How do you hope to become actively engaged with faculty?/Grad students?
VCU libraries already has some really strong relationships, so I want to work with the librarians who are currently experts with the different departments. In addition, the are other units on campus like ORI and IT and the Grad School and so many others that have already figured out key data services. I’m talking to the ones I know about and finding units that are new to me to ask them what their stakeholders’ needs are and look for ways to help those units. And of course, I’m always available to meet with anyone about their needs or about establishing training or classroom instruction.
Are there particular services or opportunities VCU Libraries provides that you want to stress?
Everyone knows the VCU Libraries has great physical, electronic and archival resources. But I think the most important thing is the human assistance here. Sometimes it’s something the researcher or student knows how to do, but we can do much faster because we do it all the time. Other times, we have expertise with media or organization or technology that our scholars forget, because even when they know we offer more than books it’s still easy to fall into that trap of thinking of the library in terms of shelving. We do that, but also so much more. And of course, that includes data!
What ideas do you want to share, specifically, with hard science researchers regarding data management?
Manage your data for your future self. Today’s study may be the base of tomorrow’s big longitudinal project, but only if you can still use that data that you’re gathering now. So it’s important to document and back-up all of your current protocols, operationalization, scripts, everything as if you might put it aside and then unexpectedly want it five or ten years down the line. You never know which one will be the key to a future project!
What ideas do you want to share, specifically, with faculty in the humanities about how to think about “data” in their fields?
Data management thinks of “data” in the broadest sense: comprehensive of any sources and contextual factors used in scholarship.

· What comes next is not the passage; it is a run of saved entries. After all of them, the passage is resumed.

use std::io;
use std::sync::mpsc;
use std::thread;
use std::time::Duration;

use serde_json::Value as JsonValue;
use tracing::{debug, info, warn};

use gatekeep_events::{EventBus, EventEnvelope, Projection, ProjectionError, ProjectionRunner, Subscription};

/// Handle to control and join a background worker.
#[derive(Debug)]
pub struct WorkerHandle {
    shutdown: mpsc::Sender<()>,
    join: Option<thread::JoinHandle<()>>,
}

impl WorkerHandle {
    /// Request graceful shutdown and wait for the worker to stop.
    pub fn shutdown(mut self) {
        let _ = self.shutdown.send(());
        if let Some(j) = self.join.take() {
            let _ = j.join();
        }
    }
}

/// Generic bus consumer loop.
///
/// - Subscribes to an event bus before the thread starts, so nothing
///   published after `spawn` returns is missed
/// - Applies a handler to each message; handler errors are logged, never
///   propagated back to the committing command
/// - Stops on shutdown or when the bus is dropped
#[derive(Debug)]
pub struct ProjectionWorker;

impl ProjectionWorker {
    pub fn spawn<M, B, H, E>(name: &'static str, bus: &B, mut handler: H) -> io::Result<WorkerHandle>
    where
        M: Send + 'static,
        B: EventBus<M> + ?Sized,
        H: FnMut(M) -> Result<(), E> + Send + 'static,
        E: core::fmt::Debug + Send + 'static,
    {
        let (shutdown_tx, shutdown_rx) = mpsc::channel::<()>();
        let sub: Subscription<M> = bus.subscribe();

        let join = thread::Builder::new()
            .name(name.to_string())
            .spawn(move || worker_loop(name, sub, shutdown_rx, &mut handler))?;

        info!(worker = name, "worker started");
        Ok(WorkerHandle {
            shutdown: shutdown_tx,
            join: Some(join),
        })
    }
}

/// Run a projection on its own thread behind a [`ProjectionRunner`], so
/// redelivered envelopes are dropped and stream gaps are reported.
pub fn spawn_projection<P, B>(name: &'static str, bus: &B, projection: P) -> io::Result<WorkerHandle>
where
    P: Projection<Payload = JsonValue> + Send + 'static,
    B: EventBus<EventEnvelope<JsonValue>> + ?Sized,
{
    let mut runner = ProjectionRunner::new(projection);
    ProjectionWorker::spawn(name, bus, move |envelope: EventEnvelope<JsonValue>| {
        match runner.apply(&envelope) {
            Err(ProjectionError::Duplicate { .. }) => {
                debug!(worker = name, aggregate_id = %envelope.aggregate_id(), "duplicate envelope skipped");
                Ok(())
            }
            other => other,
        }
    })
}

fn worker_loop<M, H, E>(name: &'static str, sub: Subscription<M>, shutdown_rx: mpsc::Receiver<()>, handler: &mut H)
where
    H: FnMut(M) -> Result<(), E>,
    E: core::fmt::Debug,
{
    let tick = Duration::from_millis(250);

    loop {
        if shutdown_rx.try_recv().is_ok() {
            break;
        }

        match sub.recv_timeout(tick) {
            Ok(msg) => {
                if let Err(err) = handler(msg) {
                    warn!(worker = name, error = ?err, "worker handler failed");
                }
            }
            Err(mpsc::RecvTimeoutError::Timeout) => continue,
            Err(mpsc::RecvTimeoutError::Disconnected) => break,
        }
    }
    debug!(worker = name, "worker stopped");
}

#[cfg(test)]
mod tests {
    use std::sync::Arc;
    use std::time::Instant;

    use chrono::Utc;
    use gatekeep_core::AggregateId;
    use gatekeep_events::InMemoryEventBus;
    use uuid::Uuid;

    use super::*;

    #[derive(Default)]
    struct Counter(Arc<std::sync::atomic::AtomicUsize>);

    impl Projection for Counter {
        type Payload = JsonValue;

        fn apply(&mut self, _envelope: &EventEnvelope<JsonValue>) {
            self.0.fetch_add(1, std::sync::atomic::Ordering::SeqCst);
        }
    }

    fn env(id: AggregateId, version: u64) -> EventEnvelope<JsonValue> {
        EventEnvelope::new(Uuid::now_v7(), id, "test", version, "test.happened", Utc::now(), JsonValue::Null)
    }

    #[test]
    fn projection_worker_applies_each_envelope_once() {
        let bus: InMemoryEventBus<EventEnvelope<JsonValue>> = InMemoryEventBus::new();
        let seen = Arc::new(std::sync::atomic::AtomicUsize::new(0));
        let handle = spawn_projection("test-projection", &bus, Counter(seen.clone())).unwrap();

        let id = AggregateId::new();
        for e in [env(id, 1), env(id, 2), env(id, 2), env(id, 3)] {
            bus.publish(e).unwrap();
        }

        let deadline = Instant::now() + Duration::from_secs(5);
        while seen.load(std::sync::atomic::Ordering::SeqCst) < 3 && Instant::now() < deadline {
            thread::sleep(Duration::from_millis(10));
        }
        handle.shutdown();
        assert_eq!(seen.load(std::sync::atomic::Ordering::SeqCst), 3);
    }
}
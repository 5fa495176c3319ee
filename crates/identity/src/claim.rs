//! Uniqueness claims.
//!
//! A claim is a tiny stream whose id is derived from the unique key
//! (`derive_id(kind, key)`). Claiming appends to that stream with
//! `ExpectedVersion` of the observed state, so two racing registrations for the
//! same key cannot both win. The claim stream doubles as the strongly
//! consistent key -> owner lookup.

use chrono::{DateTime, Utc};
use serde::{Deserialize, Serialize};
use uuid::Uuid;

use gatekeep_core::{Aggregate, AggregateId, AggregateRoot, DomainError, derive_id};
use gatekeep_events::Event;

/// Namespaces of unique keys.
#[derive(Debug, Clone, Copy, PartialEq, Eq, Hash, Serialize, Deserialize)]
#[serde(rename_all = "snake_case")]
pub enum ClaimKind {
    Email,
    ExternalIdentity,
}

impl ClaimKind {
    pub fn as_str(self) -> &'static str {
        match self {
            ClaimKind::Email => "claim.email",
            ClaimKind::ExternalIdentity => "claim.external_identity",
        }
    }

    /// Stream id of the claim on `key`.
    pub fn stream_id(self, key: &str) -> AggregateId {
        derive_id(self.as_str(), key)
    }
}

/// Key for an external identity claim. Provider is case-insensitive, the
/// subject at the provider is not.
pub fn external_identity_key(provider: &str, external_id: &str) -> String {
    format!("{}\u{1f}{}", provider.trim().to_lowercase(), external_id)
}

#[derive(Debug, Clone)]
pub struct UniqueClaim {
    pub id: AggregateId,
    pub owner: Option<Uuid>,
    pub version: u64,
}

impl AggregateRoot for UniqueClaim {
    type Id = AggregateId;

    fn id(&self) -> &Self::Id {
        &self.id
    }

    fn version(&self) -> u64 {
        self.version
    }
}

#[derive(Debug, Clone, Serialize, Deserialize)]
pub enum ClaimCommand {
    Claim { owner: Uuid, occurred_at: DateTime<Utc> },
    Release { owner: Uuid, occurred_at: DateTime<Utc> },
}

#[derive(Debug, Clone, PartialEq, Eq, Serialize, Deserialize)]
pub enum ClaimEvent {
    Claimed { owner: Uuid, occurred_at: DateTime<Utc> },
    Released { owner: Uuid, occurred_at: DateTime<Utc> },
}

impl Event for ClaimEvent {
    fn event_type(&self) -> &'static str {
        match self {
            ClaimEvent::Claimed { .. } => "identity.claim.claimed",
            ClaimEvent::Released { .. } => "identity.claim.released",
        }
    }

    fn occurred_at(&self) -> DateTime<Utc> {
        match self {
            ClaimEvent::Claimed { occurred_at, .. } | ClaimEvent::Released { occurred_at, .. } => {
                *occurred_at
            }
        }
    }
}

impl Aggregate for UniqueClaim {
    type Command = ClaimCommand;
    type Event = ClaimEvent;
    type Error = DomainError;

    const AGGREGATE_TYPE: &'static str = "identity.claim";

    fn empty(id: AggregateId) -> Self {
        Self { id, owner: None, version: 0 }
    }

    fn apply(&mut self, event: &Self::Event) {
        match event {
            ClaimEvent::Claimed { owner, .. } => self.owner = Some(*owner),
            ClaimEvent::Released { .. } => self.owner = None,
        }
        self.version += 1;
    }

    fn handle(&self, command: &Self::Command) -> Result<Vec<Self::Event>, Self::Error> {
        match command {
            ClaimCommand::Claim { owner, occurred_at } => match self.owner {
                Some(current) if current == *owner => Ok(vec![]),
                Some(_) => Err(DomainError::conflict("key is already claimed")),
                None => Ok(vec![ClaimEvent::Claimed {
                    owner: *owner,
                    occurred_at: *occurred_at,
                }]),
            },
            ClaimCommand::Release { owner, occurred_at } => match self.owner {
                Some(current) if current == *owner => Ok(vec![ClaimEvent::Released {
                    owner: *owner,
                    occurred_at: *occurred_at,
                }]),
                Some(_) => Err(DomainError::Unauthorized),
                None => Ok(vec![]),
            },
        }
    }
}
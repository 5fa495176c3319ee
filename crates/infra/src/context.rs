//! Per-call deadline, cancellation and correlation.

use std::future::Future;
use std::time::Duration;

use tokio::time::Instant;
use tokio_util::sync::CancellationToken;
use uuid::Uuid;

/// External dependencies an engine call may block on.
#[derive(Debug, Clone, Copy, PartialEq, Eq)]
pub enum Dependency {
    EventStore,
    Signer,
    IdentityProvider,
}

impl Dependency {
    pub fn as_str(self) -> &'static str {
        match self {
            Dependency::EventStore => "event_store",
            Dependency::Signer => "signer",
            Dependency::IdentityProvider => "identity_provider",
        }
    }
}

/// Per-dependency time limits applied to every blocking call.
#[derive(Debug, Clone, Copy, PartialEq, Eq)]
pub struct DependencyTimeouts {
    pub event_store: Duration,
    pub signer: Duration,
    pub identity_provider: Duration,
}

impl DependencyTimeouts {
    pub fn for_dependency(&self, dependency: Dependency) -> Duration {
        match dependency {
            Dependency::EventStore => self.event_store,
            Dependency::Signer => self.signer,
            Dependency::IdentityProvider => self.identity_provider,
        }
    }
}

impl Default for DependencyTimeouts {
    fn default() -> Self {
        Self {
            event_store: Duration::from_secs(2),
            signer: Duration::from_secs(2),
            identity_provider: Duration::from_secs(5),
        }
    }
}

#[derive(Debug, Clone, Copy, PartialEq, Eq, thiserror::Error)]
pub enum CallError {
    #[error("timed out waiting for {}", .0.as_str())]
    Timeout(Dependency),
    #[error("call cancelled")]
    Cancelled,
}

/// Caller-supplied bounds for one engine operation.
///
/// Cloning shares the cancellation token, so cancelling the original cancels
/// every clone.
#[derive(Debug, Clone)]
pub struct CallContext {
    deadline: Option<Instant>,
    cancellation: CancellationToken,
    correlation_id: Uuid,
}

impl Default for CallContext {
    fn default() -> Self {
        Self::new()
    }
}

impl CallContext {
    /// No deadline, fresh cancellation token and correlation id.
    pub fn new() -> Self {
        Self {
            deadline: None,
            cancellation: CancellationToken::new(),
            correlation_id: Uuid::now_v7(),
        }
    }

    pub fn with_timeout(self, timeout: Duration) -> Self {
        self.with_deadline(Instant::now() + timeout)
    }

    pub fn with_deadline(mut self, deadline: Instant) -> Self {
        self.deadline = Some(deadline);
        self
    }

    pub fn with_cancellation(mut self, token: CancellationToken) -> Self {
        self.cancellation = token;
        self
    }

    pub fn with_correlation_id(mut self, correlation_id: Uuid) -> Self {
        self.correlation_id = correlation_id;
        self
    }

    pub fn correlation_id(&self) -> Uuid {
        self.correlation_id
    }

    pub fn cancellation(&self) -> &CancellationToken {
        &self.cancellation
    }

    pub fn is_cancelled(&self) -> bool {
        self.cancellation.is_cancelled()
    }

    /// Run `fut` bounded by `min(deadline, now + limit)` and by cancellation.
    ///
    /// Cancellation wins ties so a cancelled caller never observes a late
    /// success.
    pub async fn guard<F, T>(&self, dependency: Dependency, limit: Duration, fut: F) -> Result<T, CallError>
    where
        F: Future<Output = T>,
    {
        if self.is_cancelled() {
            return Err(CallError::Cancelled);
        }

        let by_dependency = Instant::now() + limit;
        let deadline = match self.deadline {
            Some(d) if d < by_dependency => d,
            _ => by_dependency,
        };

        tokio::select! {
            biased;
            _ = self.cancellation.cancelled() => Err(CallError::Cancelled),
            out = tokio::time::timeout_at(deadline, fut) => {
                out.map_err(|_| CallError::Timeout(dependency))
            }
        }
    }
}

#[cfg(test)]
mod tests {
    use super::*;

    #[tokio::test]
    async fn completes_within_limit() {
        let ctx = CallContext::new();
        let out = ctx
            .guard(Dependency::Signer, Duration::from_secs(1), async { 7 })
            .await;
        assert_eq!(out, Ok(7));
    }

    #[tokio::test(start_paused = true)]
    async fn dependency_limit_times_out() {
        let ctx = CallContext::new();
        let out = ctx
            .guard(Dependency::IdentityProvider, Duration::from_millis(50), async {
                tokio::time::sleep(Duration::from_secs(5)).await;
            })
            .await;
        assert_eq!(out, Err(CallError::Timeout(Dependency::IdentityProvider)));
    }

    #[tokio::test(start_paused = true)]
    async fn caller_deadline_is_tighter_than_dependency_limit() {
        let ctx = CallContext::new().with_timeout(Duration::from_millis(10));
        let started = Instant::now();
        let out = ctx
            .guard(Dependency::EventStore, Duration::from_secs(60), async {
                tokio::time::sleep(Duration::from_secs(5)).await;
            })
            .await;
        assert!(out.is_err());
        assert!(started.elapsed() < Duration::from_secs(1));
    }

    #[tokio::test]
    async fn cancellation_aborts_promptly() {
        let token = CancellationToken::new();
        let ctx = CallContext::new().with_cancellation(token.clone());
        token.cancel();
        let out = ctx
            .guard(Dependency::EventStore, Duration::from_secs(60), std::future::pending::<()>())
            .await;
        assert_eq!(out, Err(CallError::Cancelled));
    }
}
use axum::{
    Router,
    routing::{delete, get, post},
};

pub mod account;
pub mod clients;
pub mod discovery;
pub mod oauth;
pub mod system;

/// Endpoints reachable without a bearer token.
pub fn public_router() -> Router {
    Router::new()
        .route("/health", get(system::health))
        .route("/.well-known/openid_configuration", get(discovery::openid_configuration))
        .route("/.well-known/openid-configuration", get(discovery::openid_configuration))
        .route("/jwks", get(discovery::jwks))
        .nest("/oauth2", oauth::router())
        .route("/users", post(account::register_user))
        .route("/login", post(account::login))
        .route("/clients", post(clients::register_client))
}

/// Endpoints acting on behalf of the user behind a bearer access token.
pub fn protected_router() -> Router {
    Router::new()
        .route("/userinfo", get(account::userinfo))
        .route("/sessions", get(account::list_sessions))
        .route("/sessions/:session_id", delete(account::revoke_session))
        .route("/logout/all", post(account::logout_all))
}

It’s not about numbers, it’s about the sources of scholarship. Humanistic sources are just as important, maybe even more important, to manage and preserve. But there are fewer rules on how to do it, so it can feel harder. Humanistic researchers should think archivally about their research and creative materials, so they can work with them in the future and share them with scholars following in their footsteps.
How can you assist faculty who are writing proposals for grants or seeking funding for their work?
I do a few things, but the top one is data management plans (or DMPs) and data sharing plans! NSF and NIH researchers are already familiar with these compliance requirements, but the agencies have changed their guidance and the program officers want constant improvement. I keep up with those things and help faculty write to the current expectations. For faculty funded by other agencies, the DMP guidance is pretty recent, and the discussion of what goes in a DMP is evolving constantly. I can help make a plan that meets the current guidance in a given agency, as well as help with post-award DMP or data sharing compliance and reporting.